Soudan«La situation humanitaire atteint un point de rupture»
Des raids aériens, des tirs et des explosions ont de nouveau secoué Khartoum lundi, malgré une trêve dans les combats entre l’armée et les paramilitaires.
La ville de Khartoum est «sous les avions de combat» tandis que des tirs et des explosions résonnent dans différents quartiers, selon des témoins. «L’échelle et la vitesse auxquelles se déroulent les événements au Soudan (sont) sans précédent», a estimé dimanche l’ONU, qui a dépêché dans la région son responsable pour les affaires humanitaires, Martin Griffiths.
«Je suis en route (…) afin d’étudier comment nous pouvons apporter une aide immédiate» aux habitants, a déclaré Griffiths, pour qui la «situation humanitaire atteint un point de rupture» dans le pays, l’un des plus pauvres du monde. Le pillage massif des bureaux et des entrepôts humanitaires a «épuisé la plupart de nos stocks», a-t-il dit.
Couloirs maintenus
Le chef de l’armée, Abdel Fattah al-Burhane, et le patron des paramilitaires des Forces de soutien rapide (FSR), Mohamed Hamdane Daglo, dit Hemedti, avaient accepté de prolonger dimanche à minuit le cessez-le-feu de trois jours. Mais depuis le début du conflit, plusieurs trêves ont été annoncées avant d’être aussitôt violées. Selon les experts, elles signifient surtout que les couloirs sécurisés pour les évacuations des étrangers sont maintenus et que les négociations, qui ont lieu à l’étranger, se poursuivent.

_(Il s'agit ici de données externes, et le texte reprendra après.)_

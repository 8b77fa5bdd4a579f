//! Test-only helpers: a scripted host, fixtures and recording collaborators.

use std::cell::{Cell, RefCell};
use std::collections::HashMap;
use std::fs;
use std::path::{Path, PathBuf};
use std::rc::Rc;

use anyhow::{Context, Result};

use crate::core::types::{
    AvailabilityEntry, BossEncounter, EncounterRecord, PokemonEncounter, Requirement,
    RequirementRef, RosterMember, ShadowStatus, TrainerEncounter,
};
use crate::host::{
    CompletionOracle, Dungeon, LabelSink, Location, PartyPokemon, PartyRegistry, RunOrchestrator,
    RunState, StaticDungeon, Town,
};

/// Requirement with a fixed answer that counts how often it was asked.
#[derive(Debug)]
pub struct FixedRequirement {
    pub completed: bool,
    pub checks: Cell<u32>,
}

impl Requirement for FixedRequirement {
    fn is_completed(&self) -> bool {
        self.checks.set(self.checks.get() + 1);
        self.completed
    }
}

pub fn fixed_requirement(completed: bool) -> Rc<FixedRequirement> {
    Rc::new(FixedRequirement {
        completed,
        checks: Cell::new(0),
    })
}

pub fn requirement(completed: bool) -> RequirementRef {
    fixed_requirement(completed)
}

/// Dungeon that records the flag of every availability query.
#[derive(Debug, Default)]
pub struct RecordingDungeon {
    pub inner: StaticDungeon,
    pub queries: RefCell<Vec<bool>>,
}

impl RecordingDungeon {
    pub fn new(inner: StaticDungeon) -> Self {
        Self {
            inner,
            queries: RefCell::new(Vec::new()),
        }
    }
}

impl Dungeon for RecordingDungeon {
    fn name(&self) -> &str {
        self.inner.name()
    }

    fn available_pokemon(&self, catchable_only: bool) -> Option<Vec<AvailabilityEntry>> {
        self.queries.borrow_mut().push(catchable_only);
        self.inner.available_pokemon(catchable_only)
    }

    fn normal_encounters(&self) -> &[EncounterRecord] {
        self.inner.normal_encounters()
    }

    fn bosses(&self) -> &[EncounterRecord] {
        self.inner.bosses()
    }
}

#[derive(Debug, Clone)]
pub struct FakeTown {
    pub name: String,
    pub dungeon: Option<StaticDungeon>,
}

impl Town for FakeTown {
    fn name(&self) -> &str {
        &self.name
    }

    fn dungeon(&self) -> Option<&dyn Dungeon> {
        self.dungeon.as_ref().map(|dungeon| dungeon as &dyn Dungeon)
    }
}

/// Scripted host state. Records every completion-oracle call.
#[derive(Debug, Default)]
pub struct FakeHost {
    pub run_active: bool,
    pub run_finished: bool,
    pub run_dungeon: Option<StaticDungeon>,
    pub town: Option<FakeTown>,
    pub party: HashMap<String, PartyPokemon>,
    /// Answer returned by the completion oracle.
    pub completed: bool,
    pub oracle_calls: RefCell<Vec<(String, bool)>>,
}

impl FakeHost {
    /// Put the host inside an active run of `dungeon`.
    pub fn running(mut self, dungeon: StaticDungeon) -> Self {
        self.run_active = true;
        self.run_dungeon = Some(dungeon);
        self
    }

    pub fn in_dungeon_town(mut self, dungeon: StaticDungeon) -> Self {
        self.town = Some(FakeTown {
            name: dungeon.name.clone(),
            dungeon: Some(dungeon),
        });
        self
    }

    pub fn in_plain_town(mut self, name: &str) -> Self {
        self.town = Some(FakeTown {
            name: name.to_string(),
            dungeon: None,
        });
        self
    }

    pub fn with_party(mut self, name: &str, shiny: bool) -> Self {
        self.party.insert(name.to_string(), PartyPokemon { shiny });
        self
    }

    pub fn completing(mut self, completed: bool) -> Self {
        self.completed = completed;
        self
    }
}

impl RunState for FakeHost {
    fn is_run_active(&self) -> bool {
        self.run_active
    }

    fn run_dungeon(&self) -> Option<&dyn Dungeon> {
        self.run_dungeon
            .as_ref()
            .map(|dungeon| dungeon as &dyn Dungeon)
    }

    fn run_finished(&self) -> bool {
        self.run_finished
    }
}

impl Location for FakeHost {
    fn current_town(&self) -> Option<&dyn Town> {
        self.town.as_ref().map(|town| town as &dyn Town)
    }
}

impl CompletionOracle for FakeHost {
    fn dungeon_completed(&self, dungeon: &dyn Dungeon, shiny: bool) -> bool {
        self.oracle_calls
            .borrow_mut()
            .push((dungeon.name().to_string(), shiny));
        self.completed
    }
}

impl PartyRegistry for FakeHost {
    fn pokemon_by_name(&self, name: &str) -> Option<PartyPokemon> {
        self.party.get(name).copied()
    }
}

/// Label whose text stays readable after it is handed to a tracker.
#[derive(Debug, Clone, Default)]
pub struct MemoryLabel {
    text: Rc<RefCell<Option<String>>>,
}

impl MemoryLabel {
    /// Last text written, `None` if the label was never written.
    pub fn text(&self) -> Option<String> {
        self.text.borrow().clone()
    }
}

impl LabelSink for MemoryLabel {
    fn set_text(&mut self, text: &str) {
        *self.text.borrow_mut() = Some(text.to_string());
    }
}

#[derive(Debug, Clone, PartialEq, Eq)]
pub enum OrchestratorCall {
    Restart(String),
    Stop(String),
}

#[derive(Debug, Default)]
pub struct RecordingOrchestrator {
    pub calls: Vec<OrchestratorCall>,
}

impl RunOrchestrator for RecordingOrchestrator {
    fn restart_run(&mut self, dungeon: &str) {
        self.calls.push(OrchestratorCall::Restart(dungeon.to_string()));
    }

    fn stop(&mut self, reason: &str) {
        self.calls.push(OrchestratorCall::Stop(reason.to_string()));
    }
}

/// Dungeon mixing every kind of uncatchable entry with four catchable ones.
///
/// Catchable: `Zubat`, `UnlockedMon`, `BossMon`, `ShadowMon`.
pub fn shiny_cavern() -> StaticDungeon {
    StaticDungeon {
        normal_encounters: vec![
            EncounterRecord::Pokemon(PokemonEncounter::named("Zubat")),
            EncounterRecord::Pokemon(PokemonEncounter {
                hidden: true,
                ..PokemonEncounter::named("HiddenMon")
            }),
            EncounterRecord::Pokemon(PokemonEncounter {
                shadow_trainer_only: true,
                ..PokemonEncounter::named("TrainerOnly")
            }),
            EncounterRecord::Pokemon(PokemonEncounter {
                mimic: true,
                ..PokemonEncounter::named("TrickyMon")
            }),
            EncounterRecord::Pokemon(PokemonEncounter {
                requirement: Some(requirement(false)),
                ..PokemonEncounter::named("LockedMon")
            }),
            EncounterRecord::Pokemon(PokemonEncounter {
                requirement: Some(requirement(true)),
                ..PokemonEncounter::named("UnlockedMon")
            }),
            EncounterRecord::Trainer(TrainerEncounter {
                name: Some("TrainerGuy".to_string()),
                ..TrainerEncounter::default()
            }),
        ],
        bosses: vec![
            EncounterRecord::BossPokemon(BossEncounter::named("BossMon")),
            EncounterRecord::BossPokemon(BossEncounter {
                requirement: Some(requirement(false)),
                ..BossEncounter::named("LockedBoss")
            }),
            EncounterRecord::Trainer(TrainerEncounter {
                name: None,
                team: vec![
                    RosterMember::new("ShadowMon", ShadowStatus::Shadow),
                    RosterMember::new("TrainerMon", ShadowStatus::None),
                ],
                requirement: None,
            }),
        ],
        ..StaticDungeon::new("Shiny Cavern")
    }
}

/// Temporary directory holding a host snapshot file.
pub struct SnapshotDir {
    dir: tempfile::TempDir,
}

impl SnapshotDir {
    pub fn new() -> Result<Self> {
        let dir = tempfile::tempdir().context("create temp dir")?;
        Ok(Self { dir })
    }

    pub fn path(&self) -> &Path {
        self.dir.path()
    }

    /// Write `contents` to `name` inside the directory and return its path.
    pub fn write(&self, name: &str, contents: &str) -> Result<PathBuf> {
        let path = self.dir.path().join(name);
        fs::write(&path, contents).with_context(|| format!("write {}", path.display()))?;
        Ok(path)
    }
}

Jusqu’ici, les deux généraux répètent qu’ils refusent des négociations directes. Les combats ont fait 528 morts et 4599 blessés, selon des chiffres officiels largement sous-évalués. Le Comité international de la Croix-Rouge (CICR) est parvenu dimanche à faire atterrir à Port-Soudan, à 850 kilomètres à l’est de Khartoum, un premier avion chargé de huit tonnes d’aide. Cela ne soignera que «1500 blessés», a-t-il prévenu.

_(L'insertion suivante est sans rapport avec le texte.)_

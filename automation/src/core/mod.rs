//! Deterministic, pure logic for dungeon content resolution.
//!
//! Core modules must be free of I/O side effects. They read host state through
//! the traits in [`crate::host`] and never fail: missing context degrades to an
//! empty or negative answer.

pub mod catchable;
pub mod classifier;
pub mod locator;
pub mod progress;
pub mod types;
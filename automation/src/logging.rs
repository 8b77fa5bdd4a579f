//! Diagnostic tracing for the automation.
//!
//! Tracing is for diagnostics only: output goes to stderr and is filtered via
//! `RUST_LOG`. Command results (reports, progress labels) go to stdout or the
//! label file and are unaffected by the filter.

use tracing_subscriber::{EnvFilter, fmt, layer::SubscriberExt, util::SubscriberInitExt};

/// Initialize the tracing subscriber.
///
/// Reads `RUST_LOG` env var. Defaults to `warn` if unset.
/// Output: stderr, compact format.
///
/// # Example
/// ```bash
/// RUST_LOG=dungeon_automation=debug dungeon-automation watch --snapshot host.json
/// ```
pub fn init() {
    let filter = EnvFilter::try_from_default_env().unwrap_or_else(|_| EnvFilter::new("warn"));

    tracing_subscriber::registry()
        .with(filter)
        .with(fmt::layer().with_writer(std::io::stderr).compact())
        .init();
}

L’ONU a recensé 75’000 personnes déplacées à l’intérieur du pays. Au moins 20’000 ont fui vers le Tchad, 6000 vers la Centrafrique et des milliers d’autres vers le Soudan du Sud et l’Éthiopie. Au total, jusqu’à 270’000 personnes, selon une estimation de l’ONU, pourraient fuir les combats qui touchent 12 des 18 États de ce pays de 45 millions d’habitants.
«Situation intenable»
Les habitants de la capitale, quand ils ne fuient pas, restent barricadés, essayant de survivre malgré les pénuries de nourriture, d’eau et d’électricité. L’État de Khartoum a donné «congé jusqu’à nouvel ordre» aux fonctionnaires, tandis que la police assure se déployer pour prévenir les pillages. La plupart des hôpitaux du pays sont hors service. Pour ceux fonctionnant encore, «la situation est intenable» car le matériel manque, a affirmé Majzoub Saad Ibrahim, médecin à Ad-Damir, au nord de Khartoum.

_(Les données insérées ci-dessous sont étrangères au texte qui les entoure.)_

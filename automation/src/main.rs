//! Dungeon automation CLI.
//!
//! Drives the dungeon resolution core against a host snapshot file: inspect
//! the current dungeon once, or watch it on a timer and emit run decisions.

use std::path::{Path, PathBuf};

use anyhow::{Context, Result, bail};
use clap::{Parser, Subcommand};
use serde::Serialize;
use tokio_util::sync::CancellationToken;

use dungeon_automation::controller::{RunController, RunPolicy};
use dungeon_automation::core::catchable::resolve_for;
use dungeon_automation::core::locator::resolve_current_dungeon;
use dungeon_automation::core::types::CatchableSet;
use dungeon_automation::exit_codes;
use dungeon_automation::host::{Dungeon, RunOrchestrator, RunState};
use dungeon_automation::io::config::{AutomationConfig, load_config, write_config};
use dungeon_automation::io::label::{FileLabel, StdoutLabel};
use dungeon_automation::io::snapshot::load_snapshot;
use dungeon_automation::logging;
use dungeon_automation::looping::{TickerStop, run_controller};
use dungeon_automation::tracker::{CompletionTracker, is_fully_shiny_completed, progress};

const DEFAULT_CONFIG_PATH: &str = "automation.toml";

#[derive(Parser)]
#[command(
    name = "dungeon-automation",
    version,
    about = "Dungeon content resolution and shiny-completion tracking"
)]
struct Cli {
    #[command(subcommand)]
    command: Command,
}

#[derive(Subcommand)]
enum Command {
    /// Write the default configuration file.
    Init {
        #[arg(long, default_value = DEFAULT_CONFIG_PATH)]
        config: PathBuf,
        /// Overwrite an existing file.
        #[arg(short, long)]
        force: bool,
    },
    /// Report the current dungeon, its catchable pokemon and shiny progress.
    Inspect {
        /// Host snapshot (JSON).
        #[arg(long)]
        snapshot: PathBuf,
        /// Print the report as JSON.
        #[arg(long)]
        json: bool,
    },
    /// Run the controller on a timer, re-reading the snapshot every tick.
    Watch {
        /// Host snapshot (JSON).
        #[arg(long)]
        snapshot: PathBuf,
        #[arg(long, default_value = DEFAULT_CONFIG_PATH)]
        config: PathBuf,
        /// Write the progress label to this file instead of stdout.
        #[arg(long)]
        label: Option<PathBuf>,
        /// Stop after this many ticks.
        #[arg(long)]
        ticks: Option<u32>,
    },
}

fn main() {
    logging::init();
    match run() {
        Ok(code) => std::process::exit(code),
        Err(err) => {
            eprintln!("{:#}", err);
            std::process::exit(exit_codes::INVALID);
        }
    }
}

fn run() -> Result<i32> {
    let cli = Cli::parse();
    match cli.command {
        Command::Init { config, force } => cmd_init(&config, force),
        Command::Inspect { snapshot, json } => cmd_inspect(&snapshot, json),
        Command::Watch {
            snapshot,
            config,
            label,
            ticks,
        } => cmd_watch(&snapshot, &config, label.as_deref(), ticks),
    }
}

fn cmd_init(path: &Path, force: bool) -> Result<i32> {
    if path.exists() && !force {
        bail!("{} already exists (use --force to overwrite)", path.display());
    }
    write_config(path, &AutomationConfig::default())
        .with_context(|| format!("write {}", path.display()))?;
    println!("wrote {}", path.display());
    Ok(exit_codes::OK)
}

#[derive(Debug, Serialize)]
struct InspectReport {
    dungeon: Option<String>,
    run_active: bool,
    catchable: CatchableSet,
    /// Progress label text for the current town's dungeon.
    progress: Option<String>,
    shiny_completed: bool,
}

fn cmd_inspect(snapshot: &Path, json: bool) -> Result<i32> {
    let host = load_snapshot(snapshot)?;
    let dungeon = resolve_current_dungeon(&host);
    let report = InspectReport {
        dungeon: dungeon.map(|dungeon| dungeon.name().to_string()),
        run_active: host.is_run_active(),
        catchable: resolve_for(dungeon),
        progress: progress(&host).map(|report| report.to_string()),
        shiny_completed: is_fully_shiny_completed(&host),
    };

    if json {
        println!(
            "{}",
            serde_json::to_string_pretty(&report).context("serialize report")?
        );
    } else {
        print_report(&report);
    }

    let code = match (&report.dungeon, report.shiny_completed) {
        (None, _) => exit_codes::NO_DUNGEON,
        (Some(_), true) => exit_codes::SHINY_COMPLETE,
        (Some(_), false) => exit_codes::OK,
    };
    Ok(code)
}

fn print_report(report: &InspectReport) {
    let Some(dungeon) = &report.dungeon else {
        println!("no current dungeon");
        return;
    };
    let context = if report.run_active { "run" } else { "town" };
    println!("dungeon: {} ({})", dungeon, context);
    println!("catchable ({}):", report.catchable.len());
    for name in report.catchable.iter() {
        println!("  {}", name);
    }
    if let Some(progress) = &report.progress {
        println!("shiny progress: {}", progress);
    }
    println!("shiny completed: {}", report.shiny_completed);
}

/// Prints controller decisions; the host applies them.
struct StdoutOrchestrator;

impl RunOrchestrator for StdoutOrchestrator {
    fn restart_run(&mut self, dungeon: &str) {
        println!("restart {}", dungeon);
    }

    fn stop(&mut self, reason: &str) {
        println!("stop: {}", reason);
    }
}

fn cmd_watch(
    snapshot: &Path,
    config_path: &Path,
    label: Option<&Path>,
    ticks: Option<u32>,
) -> Result<i32> {
    let config = load_config(config_path)?;

    let mut tracker = CompletionTracker::new();
    match label {
        Some(path) => tracker.register_label(Box::new(FileLabel::new(path))),
        None => tracker.register_label(Box::new(StdoutLabel::default())),
    }
    let mut controller = RunController::new(RunPolicy::from(&config), tracker);
    let mut orchestrator = StdoutOrchestrator;

    let runtime = tokio::runtime::Builder::new_current_thread()
        .enable_all()
        .build()
        .context("build tokio runtime")?;
    let cancel = CancellationToken::new();

    let outcome = runtime.block_on(async {
        let on_interrupt = cancel.clone();
        tokio::spawn(async move {
            if tokio::signal::ctrl_c().await.is_ok() {
                on_interrupt.cancel();
            }
        });
        run_controller(
            &mut controller,
            &mut orchestrator,
            || load_snapshot(snapshot),
            config.tick_interval(),
            &cancel,
            ticks,
        )
        .await
    });

    let stop = match outcome.ticker.stop {
        TickerStop::Cancelled => "cancelled",
        TickerStop::MaxTicks => "tick limit reached",
        TickerStop::Finished => "controller stopped",
    };
    println!(
        "watch ended after {} ticks ({} restarts): {}",
        outcome.stats.ticks, outcome.stats.restarts, stop
    );
    Ok(exit_codes::OK)
}

#[cfg(test)]
mod tests {
    use super::*;

    #[test]
    fn parse_inspect() {
        let cli = Cli::parse_from(["dungeon-automation", "inspect", "--snapshot", "host.json"]);
        assert!(matches!(
            cli.command,
            Command::Inspect { json: false, .. }
        ));
    }

    #[test]
    fn parse_watch_defaults_config_path() {
        let cli = Cli::parse_from([
            "dungeon-automation",
            "watch",
            "--snapshot",
            "host.json",
            "--ticks",
            "5",
        ]);
        match cli.command {
            Command::Watch { config, ticks, label, .. } => {
                assert_eq!(config, PathBuf::from(DEFAULT_CONFIG_PATH));
                assert_eq!(ticks, Some(5));
                assert!(label.is_none());
            }
            _ => panic!("expected watch"),
        }
    }

    #[test]
    fn parse_init_force() {
        let cli = Cli::parse_from(["dungeon-automation", "init", "--force"]);
        assert!(matches!(cli.command, Command::Init { force: true, .. }));
    }
}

Plusieurs pays, dont la France, l’Allemagne et les États-Unis, ont évacué leurs ressortissants et d’autres étrangers. Le Canada a mis fin à ses évacuations «en raison des conditions dangereuses». Sur le front diplomatique, le ministre saoudien des Affaires étrangères, Fayçal ben Farhane, a reçu dimanche un émissaire du général Burhane.